WASHINGTON – The human placenta, the organ that nourishes a developing baby, is not the pristine place some experts had assumed.
Researchers said on Wednesday they have identified a relatively small but thriving group of microbes that inhabit the placenta alongside human cells, a finding that may point to new ways of spotting women at risk for preterm births.
There were clear differences in the mixture of microbes — the microbiome — in the placenta of women who had premature babies compared with those who delivered full-term babies, said Dr. James Versalovic, a professor at Baylor College of Medicine and head of pathology at Texas Children’s Hospital in Houston.
Versalovic said this knowledge could lead to diagnostic tests to forecast which women may be at risk for preterm birth and help obstetricians manage those pregnancies in new ways.
“It allows us to think about the biology of pregnancy in different ways than we have before, that pregnancy and early life aren’t supposed to be these totally sterile events,” said lead researcher Dr.
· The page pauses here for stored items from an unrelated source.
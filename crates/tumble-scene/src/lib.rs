//! # tumble-scene
//!
//! World geometry as the collision core sees it.
//!
//! ## Key Types
//!
//! - [`PolySoup`]: World-space polygons with per-polygon plane, material
//!   and owner, returned by every geometry query.
//! - [`GeometrySource`]: The box-query collaborator the collision core calls.
//! - [`MovingPlatform`]: Push/advance/pop kinematic interface of a platform.
//! - [`StaticScene`]: In-memory reference implementation of both, loadable
//!   from a JSON [`SceneFile`].
//! - Procedural generators for tests and benchmarks (quads, boxes, ramps).

pub mod generators;
pub mod mask;
pub mod platform;
pub mod scene_file;
pub mod soup;
pub mod source;
pub mod static_scene;

pub use mask::ObjectMask;
pub use platform::{LinearPlatform, MovingPlatform};
pub use scene_file::SceneFile;
pub use soup::{ObjectKind, Poly, PolySoup};
pub use source::{GeometrySource, QueryResult, SphereProxy};
pub use static_scene::{RadialForce, StaticScene};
Kjersti Aagaard of Baylor.
Scientists know that microorganisms routinely reside in large numbers in certain parts of the human body such as the gut, which is naturally awash with bacteria.
But would the placenta, which forms within the mother’s womb, provides oxygen and nutrients to the fetus and is pushed out after birth, also support a bunch of bacteria?
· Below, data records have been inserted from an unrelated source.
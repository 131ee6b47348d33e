//! Contact response.
//!
//! Two passes run against the manifold each sub-step:
//!
//! 1. [`velocity_cancel`] removes or reflects the velocity driving the body
//!    into its contacts (bounces, soft landings, slides, sphere exchanges).
//! 2. [`apply_contact_forces`] picks the best supporting contact and resolves
//!    rolling and sliding friction against it, producing the linear and
//!    angular accelerations for the sub-step.

use glam::DVec3;
use tumble_math::Aabb;
use tumble_scene::GeometrySource;
use tumble_solver::{BodyConfig, BodyState, ControlInput, Modifiers, MoveForces, ProfileTuning};
use tumble_telemetry::{BounceStrength, EventKind};
use tumble_types::{constants, PlatformId};

use crate::contact::{Contact, ContactSource};

/// Tuning shared by both response passes.
#[derive(Debug, Clone, Copy)]
pub struct ResponseContext<'a> {
    pub config: &'a BodyConfig,
    pub tuning: &'a ProfileTuning,
    pub modifiers: &'a Modifiers,
}

/// Flags that outlive a single cancellation call.
#[derive(Debug, Clone, Copy, Default, PartialEq, Eq)]
pub struct CancelFlags {
    /// A penetrating contact was already corrected this tick.
    pub bounced_yet: bool,
    /// Platforms were already stopped this sub-step.
    pub stopped_paths: bool,
}

/// What one cancellation call did.
#[derive(Debug, Clone, Copy, Default, PartialEq)]
pub struct CancelReport {
    pub passes: u32,
    /// Contacts corrected, summed over all passes.
    pub corrections: u32,
    /// Gave up with contacts still penetrating.
    pub capped: bool,
    /// Distance moved by the positional push-out.
    pub push_out: f64,
}

/// Classifies an impact speed against the body's effect thresholds.
pub fn bounce_strength(config: &BodyConfig, speed: f64) -> BounceStrength {
    if speed >= config.min_hard_bounce_speed {
        BounceStrength::Hard
    } else if speed >= config.min_medium_bounce_speed {
        BounceStrength::Medium
    } else if speed >= config.min_bounce_speed {
        BounceStrength::Soft
    } else {
        BounceStrength::None
    }
}

/// Removes penetrating velocity at every contact.
///
/// Repeats over the manifold until no contact needs correcting or the pass
/// cap is hit. The first pass corrects anything closing at all; later passes
/// tolerate closing speeds up to [`constants::SURFACE_DOT_THRESHOLD`]. After
/// [`constants::PLATFORM_STOP_PASSES`] passes, surface velocities are zeroed
/// and platforms touching the body are told to stop. Residual penetration is
/// finally corrected by moving the body along the averaged contact normals.
#[allow(clippy::too_many_arguments)]
pub fn velocity_cancel(
    body: &mut BodyState,
    contacts: &mut [Contact],
    ctx: &ResponseContext<'_>,
    mut surface_slide: bool,
    no_bounce: bool,
    flags: &mut CancelFlags,
    working_set: &[PlatformId],
    source: &mut dyn GeometrySource,
    events: &mut Vec<EventKind>,
) -> CancelReport {
    let config = ctx.config;
    let mut report = CancelReport::default();
    let mut looped = false;

    loop {
        let mut done = true;
        report.passes += 1;

        for contact in contacts.iter_mut() {
            let relative = body.velocity - contact.surface_velocity;
            let surface_dot = contact.normal.dot(relative);
            let penetrating = (!looped && surface_dot < 0.0)
                || surface_dot < -constants::SURFACE_DOT_THRESHOLD;
            if !penetrating {
                continue;
            }

            let speed = body.velocity.length();
            let normal_part = contact.normal * surface_dot;

            if !flags.bounced_yet {
                flags.bounced_yet = true;
                let strength = bounce_strength(config, -surface_dot);
                if strength != BounceStrength::None {
                    events.push(EventKind::Bounce {
                        speed: -surface_dot,
                        normal: contact.normal.to_array(),
                        material: contact.material.map(|m| m.0),
                        strength,
                    });
                }
            }

            if no_bounce {
                body.velocity -= normal_part;
            } else if let ContactSource::Body {
                id,
                mass: other_mass,
                bounce_restitution,
            } = contact.source
            {
                let bounce = config.bounce_restitution.max(bounce_restitution);
                let other_velocity = contact.surface_velocity;
                let reduced_mass = body.mass * other_mass / (body.mass + other_mass);
                let exchange = contact.normal * (surface_dot * reduced_mass * (bounce + 1.0));
                body.velocity -= exchange / body.mass;
                let other_velocity = other_velocity + exchange / other_mass;
                source.set_sphere_velocity(id, other_velocity);
                contact.surface_velocity = other_velocity;
            } else if slide_allowed(ctx, contact, surface_slide)
                && surface_dot > -config.max_dot_slide * speed
            {
                body.velocity -= normal_part;
                body.velocity = body.velocity.normalize_or_zero() * speed;
                surface_slide = true;
            } else if surface_dot >= -config.min_bounce_vel {
                body.velocity -= normal_part;
            } else {
                bounce_off(body, contact, ctx, relative, surface_dot);
            }

            report.corrections += 1;
            done = false;
        }

        looped = true;

        if report.passes > constants::PLATFORM_STOP_PASSES && !flags.stopped_paths {
            flags.stopped_paths = true;
            if no_bounce {
                done = true;
            }
            for contact in contacts.iter_mut() {
                contact.surface_velocity = DVec3::ZERO;
            }
            let body_box = Aabb::around_sphere(body.position, body.radius);
            for &id in working_set {
                if let Some(platform) = source.platform_mut(id) {
                    if platform.extruded_box().overlaps(&body_box) {
                        platform.set_stopped();
                    }
                }
            }
            tracing::debug!(passes = report.passes, "stopping platforms under a wedged body");
        }

        if done {
            break;
        }
        if report.passes >= constants::CANCEL_PASS_CAP {
            report.capped = true;
            tracing::debug!(
                passes = report.passes,
                contacts = contacts.len(),
                "velocity cancellation hit the pass cap"
            );
            events.push(EventKind::ContactPassCapReached {
                passes: report.passes,
            });
            break;
        }
    }

    if body.velocity.length_squared() < constants::PUSH_OUT_SPEED_SQ {
        report.push_out = push_out(body, contacts);
    }

    report
}

/// Whether a shallow hit may turn into a slide rather than a bounce.
fn slide_allowed(ctx: &ResponseContext<'_>, contact: &Contact, surface_slide: bool) -> bool {
    if surface_slide {
        return false;
    }
    let surface_speed = contact.surface_velocity.length();
    if ctx.tuning.slide_requires_moving_surface {
        surface_speed > constants::SURFACE_DOT_THRESHOLD
    } else {
        surface_speed == 0.0
    }
}

/// Reflects the normal velocity with restitution and converts part of the
/// slip at the contact point into spin.
fn bounce_off(
    body: &mut BodyState,
    contact: &Contact,
    ctx: &ResponseContext<'_>,
    relative: DVec3,
    surface_dot: f64,
) {
    let restitution = contact.restitution * ctx.modifiers.bounce(ctx.config);
    let velocity_add = -(1.0 + restitution) * contact.normal * surface_dot;
    let lever = -contact.normal * body.radius;
    let normal_speed = -surface_dot;

    let mut slip = relative + body.omega.cross(lever);
    slip -= contact.normal * contact.normal.dot(relative);

    let slip_speed = slip.length();
    if slip_speed != 0.0 {
        let friction = ctx.config.bounce_kinetic_friction * contact.friction;
        let spin = (friction * 5.0 * normal_speed / (2.0 * body.radius)).min(slip_speed / body.radius);
        let slip_dir = slip / slip_speed;
        let delta_omega = spin * (-contact.normal).cross(-slip_dir);
        body.omega += delta_omega;
        body.velocity -= (-delta_omega).cross(lever);
    }
    body.velocity += velocity_add;
}

/// Moves the body out of residual penetration along the averaged normal.
///
/// Returns the distance moved, at most one radius. Contact distances are
/// updated so a later call in the same sub-step does not push twice.
fn push_out(body: &mut BodyState, contacts: &mut [Contact]) -> f64 {
    if contacts.is_empty() {
        return 0.0;
    }
    let mut dir = DVec3::ZERO;
    for contact in contacts.iter() {
        let mut next = dir + contact.normal;
        // Opposing normals cancel; lean toward the newer one.
        if next.length_squared() < 0.01 {
            next += contact.normal;
        }
        dir = next;
    }
    let Some(dir) = dir.try_normalize() else {
        return 0.0;
    };

    let mut so_far = 0.0_f64;
    for contact in contacts.iter() {
        if body.radius <= contact.distance {
            continue;
        }
        let along = contact.normal.dot(dir);
        if along <= constants::SURFACE_DOT_THRESHOLD {
            continue;
        }
        let depth = body.radius - contact.distance;
        let remaining = depth - so_far * along;
        if remaining > 0.0 {
            so_far += remaining / along;
        }
    }

    let so_far = so_far.clamp(0.0, body.radius);
    if so_far > 0.0 {
        body.position += dir * so_far;
        for contact in contacts.iter_mut() {
            contact.distance += so_far * contact.normal.dot(dir);
        }
    }
    so_far
}

/// Contact-force outputs that survive a sub-step.
#[derive(Debug, Clone, Copy, Default, PartialEq)]
pub struct ForceReport {
    /// Slip speed left at the support contact after friction, if slipping
    /// was evaluated this call.
    pub slip: Option<f64>,
    /// Jump impulse added, if any.
    pub jump: Option<f64>,
}

/// Resolves friction, rolling and jumping against the best contact.
///
/// `linear` enters holding the external acceleration and leaves with support
/// and friction added; `angular` receives the angular acceleration. `best`
/// is the integrator's cached support contact; it is only refreshed while
/// movement is enabled.
#[allow(clippy::too_many_arguments)]
pub fn apply_contact_forces(
    body: &mut BodyState,
    contacts: &mut [Contact],
    best: &mut Option<Contact>,
    ctx: &ResponseContext<'_>,
    input: &ControlInput,
    moves: &MoveForces,
    step: f64,
    linear: &mut DVec3,
    angular: &mut DVec3,
    events: &mut Vec<EventKind>,
) -> ForceReport {
    let config = ctx.config;
    let mut report = ForceReport::default();
    let movable = body.mode.movement_enabled;
    let restricted = body.mode.axis_restricted;

    let mut strongest = 0.0;
    let mut best_index = None;
    for (i, contact) in contacts.iter_mut().enumerate() {
        if contact.source.is_body() {
            continue;
        }
        contact.normal_force = -contact.normal.dot(*linear);
        if contact.normal_force > strongest {
            strongest = contact.normal_force;
            best_index = Some(i);
        }
    }

    if let Some(i) = best_index {
        if movable {
            *best = Some(contacts[i]);
        }
    }

    if input.jump && best_index.is_some() {
        if let Some(support) = best.as_ref() {
            let along = support.normal_velocity(body.velocity);
            if config.jump_impulse > along {
                let impulse = config.jump_impulse - along;
                body.velocity += support.normal * impulse;
                report.jump = Some(impulse);
                events.push(EventKind::Jump { impulse });
            }
        }
    }

    if ctx.tuning.surface_support {
        for contact in contacts.iter() {
            let normal_force = -contact.normal.dot(*linear);
            if normal_force > 0.0 && contact.normal_velocity(body.velocity) <= constants::SURFACE_DOT_THRESHOLD {
                *linear += contact.normal * normal_force;
            }
        }
    }

    let mut a_control = moves.a_control;

    if let (Some(_), true, Some(support)) = (best_index, movable, best.as_ref()) {
        let lever = -support.normal * body.radius;
        let slip = body.velocity + body.omega.cross(lever) - support.surface_velocity;
        let slip_speed = slip.length();

        let mut slipping = false;
        let mut a_friction = DVec3::ZERO;
        let mut linear_friction = DVec3::ZERO;

        if slip_speed != 0.0 {
            slipping = true;
            let friction = if restricted {
                0.0
            } else {
                config.kinetic_friction * support.friction
            };
            let mut spin = friction * 5.0 * support.normal_force / (2.0 * body.radius);
            let mut drag = support.normal_force * friction;
            let total = (body.radius * spin + drag) * step;
            if slip_speed < total {
                slipping = false;
                spin *= slip_speed / total;
                drag *= slip_speed / total;
            }
            let slip_dir = slip / slip_speed;
            a_friction = spin * (-support.normal).cross(-slip_dir);
            linear_friction = -drag * slip_dir;
            report.slip = Some(slip_speed - total);
        }

        if !slipping {
            let r = -body.gravity_dir * body.radius;
            let roll = r.cross(*linear) / r.length_squared();

            if moves.is_centered {
                let next_omega = body.omega + *angular * step;
                a_control = moves.desired_omega - next_omega;
                let magnitude = a_control.length();
                if config.braking_acceleration < magnitude {
                    a_control *= config.braking_acceleration / magnitude;
                }
            }

            let mut steer = -a_control.cross(lever);
            let demand = (roll.cross(lever) + steer).length();
            let grip = if restricted {
                0.0
            } else {
                config.static_friction * support.friction
            };
            if grip * support.normal_force < demand {
                let kinetic = if restricted {
                    0.0
                } else {
                    config.kinetic_friction * support.friction
                };
                steer *= kinetic * support.normal_force / demand;
            }

            *linear += steer;
            *angular += roll;
        }

        *linear += linear_friction;
        *angular += a_friction;
    }

    *angular += a_control;
    report
}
“This is a eureka moment where we say, ‘Wow, there are bacteria here in the placenta,'” said Versalovic, who noted that the view among many experts had been that the placenta might be free of such microbes.
“Now we can begin to say: ‘What are they doing? So why are the bacteria there?” Versalovic said in a telephone interview.
Over the eons, such colonies of microbes have been “co-evolving with humans,” Versalovic said. “This intimate relationship has resulted in the maintenance of a microbial community in the placenta during healthy pregnancies that clearly is not impacting the fetus in a negative way and may be helping to nourish the fetus, protect the fetus, enable the fetus to develop.”
Aagaard’s team earlier had studied the microbiome of the vagina, and learned that its composition changes when a woman becomes pregnant. The puzzle: The most common vaginal microbes weren’t the same as the earliest gut bacteria that scientists were finding in newborns.
What else, Aagaard wondered, could be “seeding” the infants’ intestinal tract?
With colleagues from Baylor and Texas Children’s Hospital, Aagaard analyzed 320 donated placentas, using technology that teases out bacterial DNA to evaluate the type and abundance of different microbes.
More than 300 types of bacteria were detected in this placental tissue, with the well-known E. coli the most abundant, Versalovic said. The study found that this placental microbial population more closely resembled that of the mouth than other sites in the women such as the gut or vagina.
The theory: Oral microbes slip into the mother’s bloodstream and make their way to the placenta.
Why does the body allow them to stay? Aagaard said there appears to be a role for different microbes. Some metabolize nutrients. Some are toxic to yeast and parasites. Some act a bit like natural versions of medications used to stop preterm contractions, she said.
Among the 89 placentas that were collected after preterm births, levels of some of the apparently helpful bacteria were markedly lower, she said.
Aagaard is beginning a larger study to explore the link, planning to analyze the oral and placental microbiomes of more than 500 pregnant women at risk of preterm birth.
Aagaard said that while the study found differences in the placental microbiome in women who had preterm babies, there was no such difference in women who, for example, delivered via Caesarean section versus vaginal birth, or who were obese.
The study, part of a project funded by the U.S. National Institutes of Health to understand these microbes and their effect on health, was published in the journal Science Translational Medicine.